* Assigned task *
Transcribe the data. Leave out nothing.

= = =

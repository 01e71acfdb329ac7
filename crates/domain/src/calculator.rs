use thiserror::Error;

use crate::{Reps, Weight, WeightError};

#[derive(Error, Debug, PartialEq)]
pub enum CalculatorError {
    #[error("one-rep max is undefined for {0} repetitions")]
    UnsupportedRepetitions(Reps),
    #[error("set has no explicit weight to estimate from")]
    MissingWeight,
    #[error("set has no repetition count to estimate from")]
    MissingRepetitions,
    #[error(transparent)]
    Weight(#[from] WeightError),
}

/// Strategy for estimating a one-repetition max from a performed set.
pub trait OneRmCalculator {
    fn name(&self) -> &'static str;
    fn one_rm(&self, repetitions: Reps, weight: Weight) -> Result<Weight, CalculatorError>;
}

/// Brzycki formula: `weight * 36 / (37 - reps)`. Repetition counts of zero
/// or 37 and above are rejected, never clamped.
#[derive(Debug, Default, Clone, Copy)]
pub struct Brzycki1RmCalculator;

impl OneRmCalculator for Brzycki1RmCalculator {
    fn name(&self) -> &'static str {
        "Brzycki"
    }

    fn one_rm(&self, repetitions: Reps, weight: Weight) -> Result<Weight, CalculatorError> {
        let reps = u32::from(repetitions);
        if reps == 0 || reps >= 37 {
            return Err(CalculatorError::UnsupportedRepetitions(repetitions));
        }

        #[allow(clippy::cast_precision_loss)]
        let estimate = f32::from(weight) * 36.0 / (37.0 - reps as f32);
        Ok(Weight::new(estimate)?)
    }
}

/// Configuration of the compute pass.
pub struct ComputeConfig {
    pub one_rm_calculator: Box<dyn OneRmCalculator>,
}

impl Default for ComputeConfig {
    fn default() -> Self {
        Self {
            one_rm_calculator: Box::new(Brzycki1RmCalculator),
        }
    }
}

= = =

* Exercise answer *
repository 01e71acfdb329ac7
filename crates/domain/src/calculator.rs
use thiserror::Error;

use crate::{Reps, Weight, WeightError};

#[derive(Error, Debug, PartialEq)]
pub enum CalculatorError {
    #[error("one-rep max is undefined for {0} repetitions")]
    UnsupportedRepetitions(Reps),
    #[error("set has no explicit weight to estimate from")]
    MissingWeight,
    #[error("set has no repetition count to estimate from")]
    MissingRepetitions,
    #[error(transparent)]
    Weight(#[from] WeightError),
}

/// Strategy for estimating a one-repetition max from a performed set.
pub trait OneRmCalculator {
    fn name(&self) -> &'static str;
    fn one_rm(&self, repetitions: Reps, weight: Weight) -> Result<Weight, CalculatorError>;
}

/// Brzycki formula: `weight * 36 / (37 - reps)`. Repetition counts of zero
/// or 37 and above are rejected, never clamped.
#[derive(Debug, Default, Clone, Copy)]
pub struct Brzycki1RmCalculator;

impl OneRmCalculator for Brzycki1RmCalculator {
    fn name(&self) -> &'static str {
        "Brzycki"
    }

    fn one_rm(&self, repetitions: Reps, weight: Weight) -> Result<Weight, CalculatorError> {
        let reps = u32::from(repetitions);
        if reps == 0 || reps >= 37 {
            return Err(CalculatorError::UnsupportedRepetitions(repetitions));
        }

        #[allow(clippy::cast_precision_loss)]
        let estimate = f32::from(weight) * 36.0 / (37.0 - reps as f32);
        Ok(Weight::new(estimate)?)
    }
}

/// Configuration of the compute pass.
pub struct ComputeConfig {
    pub one_rm_calculator: Box<dyn OneRmCalculator>,
}

impl Default for ComputeConfig {
    fn default() -> Self {
        Self {
            one_rm_calculator: Box::new(Brzycki1RmCalculator),
        }
    }
}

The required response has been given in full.